BEGIN Information supplied

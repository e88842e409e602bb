//! House Keeper Rust Client Library
//!
//! A Rust client for the House Keeper household inventory API: accounts and
//! sessions, items, hierarchical storage locations (with client-side tree
//! construction), due-date reminders, dashboard statistics, and image uploads.
//!
//! The [`HouseKeeper`] struct wires one HTTP client, the client options, and a
//! shared [`SessionStore`] into per-service clients. Sign in once through
//! [`HouseKeeper::auth`]; every other client picks the session up from the store.

pub mod config;
pub mod error;
pub mod stats;

pub use house_keeper_auth as auth;
pub use house_keeper_items as items;
pub use house_keeper_locations as locations;
pub use house_keeper_reminders as reminders;
pub use house_keeper_storage as storage;

use reqwest::Client;
use serde::Deserialize;

use crate::config::ClientOptions;
use crate::error::Error;
use crate::stats::StatsClient;
use house_keeper_auth::{AuthClient, SessionStore};
use house_keeper_items::ItemsClient;
use house_keeper_locations::LocationsClient;
use house_keeper_reminders::RemindersClient;
use house_keeper_storage::StorageClient;
use log::debug;

/// Health report from `GET /health`.
#[derive(Debug, Clone, Deserialize)]
pub struct HealthStatus {
    pub status: String,
    #[serde(default)]
    pub message: Option<String>,
}

/// The main entry point for the House Keeper client.
pub struct HouseKeeper {
    /// Service root URL, without the API prefix
    pub url: String,
    /// HTTP client shared by every service client
    pub http_client: Client,
    /// Client options
    pub options: ClientOptions,
    /// Session state shared by every service client
    pub session: SessionStore,
    auth: AuthClient,
}

impl HouseKeeper {
    /// Create a new client with default options.
    ///
    /// # Example
    ///
    /// ```no_run
    /// use house_keeper_rust::HouseKeeper;
    ///
    /// let client = HouseKeeper::new("http://localhost:8000").unwrap();
    /// ```
    pub fn new(base_url: &str) -> Result<Self, Error> {
        Self::new_with_options(base_url, ClientOptions::default())
    }

    /// Create a new client with custom options.
    ///
    /// # Example
    ///
    /// ```no_run
    /// use house_keeper_rust::{config::ClientOptions, HouseKeeper};
    ///
    /// let options = ClientOptions::default().with_api_prefix("/api/v2");
    /// let client = HouseKeeper::new_with_options("http://localhost:8000", options).unwrap();
    /// ```
    pub fn new_with_options(base_url: &str, options: ClientOptions) -> Result<Self, Error> {
        let url = base_url.trim_end_matches('/').to_string();
        if url.is_empty() {
            return Err(Error::config("base URL must not be empty"));
        }

        let mut builder = Client::builder();
        if let Some(timeout) = options.request_timeout {
            builder = builder.timeout(timeout);
        }
        let http_client = builder.build()?;

        let session =
            SessionStore::new().with_clear_on_unauthorized(options.sign_out_on_unauthorized);
        let api_url = format!("{}{}", url, options.api_prefix);
        let auth = AuthClient::new(&api_url, http_client.clone(), session.clone());

        Ok(Self {
            url,
            http_client,
            options,
            session,
            auth,
        })
    }

    /// Create a client from the `HOUSE_KEEPER_URL` environment variable.
    pub fn from_env() -> Result<Self, Error> {
        let url = std::env::var("HOUSE_KEEPER_URL")
            .map_err(|_| Error::config("HOUSE_KEEPER_URL environment variable not found"))?;
        Self::new(&url)
    }

    fn api_url(&self) -> String {
        format!("{}{}", self.url, self.options.api_prefix)
    }

    /// The auth client for registration, login, and profile operations.
    pub fn auth(&self) -> &AuthClient {
        &self.auth
    }

    /// A client for the item endpoints.
    pub fn items(&self) -> ItemsClient {
        ItemsClient::new(&self.api_url(), self.http_client.clone(), self.session.clone())
    }

    /// A client for the location endpoints and tree construction.
    pub fn locations(&self) -> LocationsClient {
        LocationsClient::new(&self.api_url(), self.http_client.clone(), self.session.clone())
    }

    /// A client for the reminder endpoints.
    pub fn reminders(&self) -> RemindersClient {
        RemindersClient::new(&self.api_url(), self.http_client.clone(), self.session.clone())
    }

    /// A client for the dashboard statistics endpoints.
    pub fn stats(&self) -> StatsClient {
        StatsClient::new(&self.api_url(), self.http_client.clone(), self.session.clone())
    }

    /// A client for image uploads.
    pub fn storage(&self) -> StorageClient {
        StorageClient::new(
            &self.url,
            &self.options.api_prefix,
            self.http_client.clone(),
            self.session.clone(),
        )
    }

    /// Probe the unauthenticated health endpoint.
    pub async fn health_check(&self) -> Result<HealthStatus, Error> {
        let url = format!("{}/health", self.api_url());
        debug!("GET {}", url);

        let response = self.http_client.get(&url).send().await?;

        if !response.status().is_success() {
            let status = response.status();
            let detail = detail_from_body(&response.text().await.unwrap_or_default());
            return Err(Error::Api { status, detail });
        }

        let health: HealthStatus = response.json().await?;
        Ok(health)
    }
}

pub(crate) fn detail_from_body(text: &str) -> String {
    match serde_json::from_str::<serde_json::Value>(text) {
        Ok(value) => match value.get("detail") {
            Some(serde_json::Value::String(detail)) => detail.clone(),
            Some(other) => other.to_string(),
            None => text.to_string(),
        },
        Err(_) => text.to_string(),
    }
}

/// A convenience module for common imports
pub mod prelude {
    pub use crate::config::ClientOptions;
    pub use crate::error::Error;
    pub use crate::HouseKeeper;
    pub use house_keeper_auth::{AuthStateChange, Session, SessionStore};
    pub use house_keeper_locations::{build_tree, find_ancestor_chain, find_node_name};
}
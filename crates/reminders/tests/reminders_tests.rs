use house_keeper_auth::{Session, SessionStore};
use house_keeper_reminders::{
    NewReminder, ReminderQuery, ReminderUpdate, RemindersClient, RemindersError, RepeatType,
};
use chrono::{TimeZone, Utc};
use serde_json::json;
use wiremock::matchers::{body_string_contains, header, method, path, query_param};
use wiremock::{Mock, MockServer, ResponseTemplate};

fn signed_in_store() -> SessionStore {
    let store = SessionStore::new();
    store.set(Session::from_access_token("test-token", "bearer"));
    store
}

fn client_for(server: &MockServer) -> RemindersClient {
    RemindersClient::new(&server.uri(), reqwest::Client::new(), signed_in_store())
}

fn reminder_body(id: i64, title: &str, is_completed: bool) -> serde_json::Value {
    json!({
        "id": id,
        "title": title,
        "description": null,
        "due_date": "2024-06-01T09:00:00Z",
        "repeat_type": "none",
        "is_completed": is_completed,
        "item_id": null,
        "owner_id": 1,
        "created_at": "2024-01-01T00:00:00Z",
        "updated_at": "2024-01-01T00:00:00Z"
    })
}

#[tokio::test]
async fn list_fetches_reminders_with_the_bearer_token() {
    let server = MockServer::start().await;

    Mock::given(method("GET"))
        .and(path("/reminders"))
        .and(header("authorization", "Bearer test-token"))
        .respond_with(ResponseTemplate::new(200).set_body_json(json!([
            reminder_body(1, "Replace water filter", false),
        ])))
        .mount(&server)
        .await;

    let reminders = client_for(&server)
        .list(&ReminderQuery::new())
        .await
        .unwrap();

    assert_eq!(reminders.len(), 1);
    assert_eq!(reminders[0].repeat_type, RepeatType::None);
    assert!(!reminders[0].is_completed);
}

#[tokio::test]
async fn due_sends_the_due_flag() {
    let server = MockServer::start().await;

    Mock::given(method("GET"))
        .and(path("/reminders"))
        .and(query_param("due", "true"))
        .respond_with(ResponseTemplate::new(200).set_body_json(json!([
            reminder_body(1, "Replace water filter", false),
        ])))
        .mount(&server)
        .await;

    let due = client_for(&server).due().await.unwrap();

    assert_eq!(due.len(), 1);
}

#[tokio::test]
async fn upcoming_sends_the_flag_and_the_window() {
    let server = MockServer::start().await;

    Mock::given(method("GET"))
        .and(path("/reminders"))
        .and(query_param("upcoming", "true"))
        .and(query_param("days", "14"))
        .respond_with(ResponseTemplate::new(200).set_body_json(json!([])))
        .mount(&server)
        .await;

    let upcoming = client_for(&server).upcoming(14).await.unwrap();

    assert!(upcoming.is_empty());
}

#[tokio::test]
async fn by_item_filters_on_item_id() {
    let server = MockServer::start().await;

    Mock::given(method("GET"))
        .and(path("/reminders"))
        .and(query_param("item_id", "42"))
        .respond_with(ResponseTemplate::new(200).set_body_json(json!([
            reminder_body(3, "Descale the kettle", false),
        ])))
        .mount(&server)
        .await;

    let reminders = client_for(&server).by_item(42).await.unwrap();

    assert_eq!(reminders.len(), 1);
}

#[tokio::test]
async fn create_posts_title_due_date_and_repeat() {
    let server = MockServer::start().await;

    Mock::given(method("POST"))
        .and(path("/reminders"))
        .and(body_string_contains("Replace water filter"))
        .and(body_string_contains("\"repeat_type\":\"monthly\""))
        .respond_with(
            ResponseTemplate::new(200).set_body_json(reminder_body(1, "Replace water filter", false)),
        )
        .mount(&server)
        .await;

    let due_date = Utc.with_ymd_and_hms(2024, 6, 1, 9, 0, 0).unwrap();
    let created = client_for(&server)
        .create(&NewReminder::new("Replace water filter", due_date).with_repeat(RepeatType::Monthly))
        .await
        .unwrap();

    assert_eq!(created.id, 1);
}

#[tokio::test]
async fn complete_posts_to_the_complete_endpoint() {
    let server = MockServer::start().await;

    Mock::given(method("POST"))
        .and(path("/reminders/1/complete"))
        .respond_with(
            ResponseTemplate::new(200).set_body_json(reminder_body(1, "Replace water filter", true)),
        )
        .mount(&server)
        .await;

    let completed = client_for(&server).complete(1).await.unwrap();

    assert!(completed.is_completed);
}

#[tokio::test]
async fn update_can_push_back_the_due_date() {
    let server = MockServer::start().await;

    Mock::given(method("PUT"))
        .and(path("/reminders/1"))
        .and(body_string_contains("due_date"))
        .respond_with(
            ResponseTemplate::new(200).set_body_json(reminder_body(1, "Replace water filter", false)),
        )
        .mount(&server)
        .await;

    let due_date = Utc.with_ymd_and_hms(2024, 7, 1, 9, 0, 0).unwrap();
    let updated = client_for(&server)
        .update(1, &ReminderUpdate::new().with_due_date(due_date))
        .await
        .unwrap();

    assert_eq!(updated.id, 1);
}

#[tokio::test]
async fn a_missing_reminder_maps_to_not_found() {
    let server = MockServer::start().await;

    Mock::given(method("DELETE"))
        .and(path("/reminders/99"))
        .respond_with(
            ResponseTemplate::new(404).set_body_json(json!({"detail": "Reminder not found"})),
        )
        .mount(&server)
        .await;

    let result = client_for(&server).delete(99).await;

    assert!(matches!(result, Err(RemindersError::NotFound(_))));
}
//! Shared session context.
//!
//! The store replaces ad hoc global auth state (a token in browser storage, logout
//! broadcast over untyped window events) with an explicit handle that is cloned into
//! every service client, plus a typed subscription for auth-state transitions.

use std::sync::{Arc, Mutex, RwLock, Weak};

use log::warn;

use crate::session::Session;

/// A change in authentication state, broadcast to subscribers.
#[derive(Debug, Clone, Copy, PartialEq, Eq)]
pub enum AuthStateChange {
    SignedIn,
    SignedOut,
    UserUpdated,
}

type Listener = Arc<dyn Fn(AuthStateChange) + Send + Sync + 'static>;

struct Listeners {
    next_id: u64,
    entries: Vec<(u64, Listener)>,
}

/// Shared session state, passed by handle to every service client.
///
/// Cloning is cheap and every clone observes the same session.
#[derive(Clone)]
pub struct SessionStore {
    session: Arc<RwLock<Option<Session>>>,
    listeners: Arc<Mutex<Listeners>>,
    clear_on_unauthorized: bool,
}

impl Default for SessionStore {
    fn default() -> Self {
        Self::new()
    }
}

impl SessionStore {
    pub fn new() -> Self {
        Self {
            session: Arc::new(RwLock::new(None)),
            listeners: Arc::new(Mutex::new(Listeners {
                next_id: 0,
                entries: Vec::new(),
            })),
            clear_on_unauthorized: true,
        }
    }

    /// Set whether a 401 from any service clears the session (on by default).
    pub fn with_clear_on_unauthorized(mut self, value: bool) -> Self {
        self.clear_on_unauthorized = value;
        self
    }

    /// The current session, if one is held.
    pub fn get(&self) -> Option<Session> {
        let guard = self.session.read().unwrap();
        guard.clone()
    }

    /// The current bearer token, if a session is held.
    pub fn access_token(&self) -> Option<String> {
        let guard = self.session.read().unwrap();
        guard.as_ref().map(|session| session.access_token.clone())
    }

    /// Store a session and broadcast `SignedIn`.
    pub fn set(&self, session: Session) {
        {
            let mut guard = self.session.write().unwrap();
            *guard = Some(session);
        }
        self.emit(AuthStateChange::SignedIn);
    }

    /// Drop the session. Broadcasts `SignedOut` only if a session was held.
    pub fn clear(&self) {
        let had_session = {
            let mut guard = self.session.write().unwrap();
            guard.take().is_some()
        };
        if had_session {
            self.emit(AuthStateChange::SignedOut);
        }
    }

    /// React to a 401 from the backend: the token is no longer usable, so the
    /// session is dropped and subscribers observe `SignedOut`.
    pub fn invalidate(&self) {
        if !self.clear_on_unauthorized {
            return;
        }
        if self.get().is_some() {
            warn!("request rejected with 401, dropping session");
        }
        self.clear();
    }

    /// Subscribe to auth-state changes. The subscription stays active until
    /// [`AuthSubscription::unsubscribe`] is called.
    pub fn on_auth_state_change<F>(&self, callback: F) -> AuthSubscription
    where
        F: Fn(AuthStateChange) + Send + Sync + 'static,
    {
        let mut guard = self.listeners.lock().unwrap();
        let id = guard.next_id;
        guard.next_id += 1;
        guard.entries.push((id, Arc::new(callback)));

        AuthSubscription {
            id,
            listeners: Arc::downgrade(&self.listeners),
        }
    }

    pub(crate) fn emit(&self, change: AuthStateChange) {
        // Snapshot the callbacks so none of them runs under the lock.
        let snapshot: Vec<Listener> = {
            let guard = self.listeners.lock().unwrap();
            guard
                .entries
                .iter()
                .map(|(_, listener)| Arc::clone(listener))
                .collect()
        };
        for listener in snapshot {
            listener(change);
        }
    }
}

/// Handle for a registered auth-state callback.
pub struct AuthSubscription {
    id: u64,
    listeners: Weak<Mutex<Listeners>>,
}

impl AuthSubscription {
    /// Remove the callback. Dropping the handle without calling this leaves the
    /// callback registered for the lifetime of the store.
    pub fn unsubscribe(self) {
        if let Some(listeners) = self.listeners.upgrade() {
            let mut guard = listeners.lock().unwrap();
            guard.entries.retain(|(id, _)| *id != self.id);
        }
    }
}
use std::sync::{Arc, Mutex};

use house_keeper_auth::{AuthClient, AuthError, AuthStateChange, NewUser, SessionStore, UserUpdate};
use serde_json::json;
use wiremock::matchers::{body_string_contains, header, method, path};
use wiremock::{Mock, MockServer, ResponseTemplate};

fn client_for(server: &MockServer) -> AuthClient {
    AuthClient::new(&server.uri(), reqwest::Client::new(), SessionStore::new())
}

fn user_body() -> serde_json::Value {
    json!({
        "id": 1,
        "email": "alice@example.com",
        "username": "alice",
        "is_active": true,
        "first_name": "Alice",
        "last_name": "Archer",
        "created_at": "2024-01-01T00:00:00Z",
        "updated_at": "2024-01-01T00:00:00Z"
    })
}

#[tokio::test]
async fn register_posts_json_and_returns_the_account() {
    let server = MockServer::start().await;

    Mock::given(method("POST"))
        .and(path("/auth/register"))
        .and(body_string_contains("alice@example.com"))
        .respond_with(ResponseTemplate::new(200).set_body_json(user_body()))
        .mount(&server)
        .await;

    let auth = client_for(&server);
    let new_user = NewUser::new("alice@example.com", "alice", "secret", "Alice", "Archer");

    let user = auth.register(&new_user).await.unwrap();

    assert_eq!(user.id, 1);
    assert_eq!(user.username, "alice");
    // Registration alone must not create a session.
    assert!(!auth.is_authenticated());
}

#[tokio::test]
async fn login_sends_the_password_form_and_stores_the_session() {
    let server = MockServer::start().await;

    Mock::given(method("POST"))
        .and(path("/auth/login"))
        .and(header("content-type", "application/x-www-form-urlencoded"))
        .and(body_string_contains("username=alice"))
        .and(body_string_contains("password=secret"))
        .respond_with(ResponseTemplate::new(200).set_body_json(json!({
            "access_token": "test-token",
            "token_type": "bearer"
        })))
        .mount(&server)
        .await;

    let auth = client_for(&server);
    let events = Arc::new(Mutex::new(Vec::new()));
    let sink = Arc::clone(&events);
    let _subscription = auth.store().on_auth_state_change(move |change| {
        sink.lock().unwrap().push(change);
    });

    let session = auth.login("alice", "secret").await.unwrap();

    assert_eq!(session.access_token, "test-token");
    assert!(auth.is_authenticated());
    assert_eq!(*events.lock().unwrap(), vec![AuthStateChange::SignedIn]);
}

#[tokio::test]
async fn login_with_bad_credentials_is_reported_as_such() {
    let server = MockServer::start().await;

    Mock::given(method("POST"))
        .and(path("/auth/login"))
        .respond_with(
            ResponseTemplate::new(401).set_body_json(json!({
                "detail": "Incorrect username or password"
            })),
        )
        .mount(&server)
        .await;

    let auth = client_for(&server);
    let result = auth.login("alice", "wrong").await;

    assert!(matches!(result, Err(AuthError::InvalidCredentials)));
    assert!(!auth.is_authenticated());
}

#[tokio::test]
async fn current_user_presents_the_bearer_token() {
    let server = MockServer::start().await;

    Mock::given(method("POST"))
        .and(path("/auth/login"))
        .respond_with(ResponseTemplate::new(200).set_body_json(json!({
            "access_token": "test-token",
            "token_type": "bearer"
        })))
        .mount(&server)
        .await;
    Mock::given(method("GET"))
        .and(path("/auth/me"))
        .and(header("authorization", "Bearer test-token"))
        .respond_with(ResponseTemplate::new(200).set_body_json(user_body()))
        .mount(&server)
        .await;

    let auth = client_for(&server);
    auth.login("alice", "secret").await.unwrap();

    let user = auth.current_user().await.unwrap();

    assert_eq!(user.email, "alice@example.com");
}

#[tokio::test]
async fn current_user_without_a_session_fails_locally() {
    let server = MockServer::start().await;
    let auth = client_for(&server);

    let result = auth.current_user().await;

    assert!(matches!(result, Err(AuthError::MissingSession)));
    // No mock was mounted, so any network call would have errored differently.
}

#[tokio::test]
async fn a_rejected_token_drops_the_session_and_signals_sign_out() {
    let server = MockServer::start().await;

    Mock::given(method("POST"))
        .and(path("/auth/login"))
        .respond_with(ResponseTemplate::new(200).set_body_json(json!({
            "access_token": "stale-token",
            "token_type": "bearer"
        })))
        .mount(&server)
        .await;
    Mock::given(method("GET"))
        .and(path("/auth/me"))
        .respond_with(
            ResponseTemplate::new(401).set_body_json(json!({"detail": "Could not validate credentials"})),
        )
        .mount(&server)
        .await;

    let auth = client_for(&server);
    let events = Arc::new(Mutex::new(Vec::new()));
    let sink = Arc::clone(&events);
    let _subscription = auth.store().on_auth_state_change(move |change| {
        sink.lock().unwrap().push(change);
    });

    auth.login("alice", "secret").await.unwrap();
    let result = auth.current_user().await;

    assert!(matches!(result, Err(AuthError::Unauthorized)));
    assert!(!auth.is_authenticated());
    assert_eq!(
        *events.lock().unwrap(),
        vec![AuthStateChange::SignedIn, AuthStateChange::SignedOut]
    );
}

#[tokio::test]
async fn update_user_broadcasts_user_updated() {
    let server = MockServer::start().await;

    Mock::given(method("POST"))
        .and(path("/auth/login"))
        .respond_with(ResponseTemplate::new(200).set_body_json(json!({
            "access_token": "test-token",
            "token_type": "bearer"
        })))
        .mount(&server)
        .await;
    Mock::given(method("PUT"))
        .and(path("/auth/me"))
        .and(body_string_contains("first_name"))
        .respond_with(ResponseTemplate::new(200).set_body_json(user_body()))
        .mount(&server)
        .await;

    let auth = client_for(&server);
    auth.login("alice", "secret").await.unwrap();

    let events = Arc::new(Mutex::new(Vec::new()));
    let sink = Arc::clone(&events);
    let _subscription = auth.store().on_auth_state_change(move |change| {
        sink.lock().unwrap().push(change);
    });

    let update = UserUpdate::new().with_first_name("Alice");
    auth.update_user(&update).await.unwrap();

    assert_eq!(*events.lock().unwrap(), vec![AuthStateChange::UserUpdated]);
}

#[tokio::test]
async fn sign_out_is_local_and_broadcasts() {
    let server = MockServer::start().await;

    Mock::given(method("POST"))
        .and(path("/auth/login"))
        .respond_with(ResponseTemplate::new(200).set_body_json(json!({
            "access_token": "test-token",
            "token_type": "bearer"
        })))
        .mount(&server)
        .await;

    let auth = client_for(&server);
    auth.login("alice", "secret").await.unwrap();

    auth.sign_out();

    assert!(!auth.is_authenticated());
    assert!(auth.session().is_none());
}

END Information supplied

* Exercise brief
Scan the material for the word "endpoints". Return every line where it is found.

* Solution to the exercise
    /// A client for the item endpoints.
    /// A client for the location endpoints and tree construction.
    /// A client for the reminder endpoints.
    /// A client for the dashboard statistics endpoints.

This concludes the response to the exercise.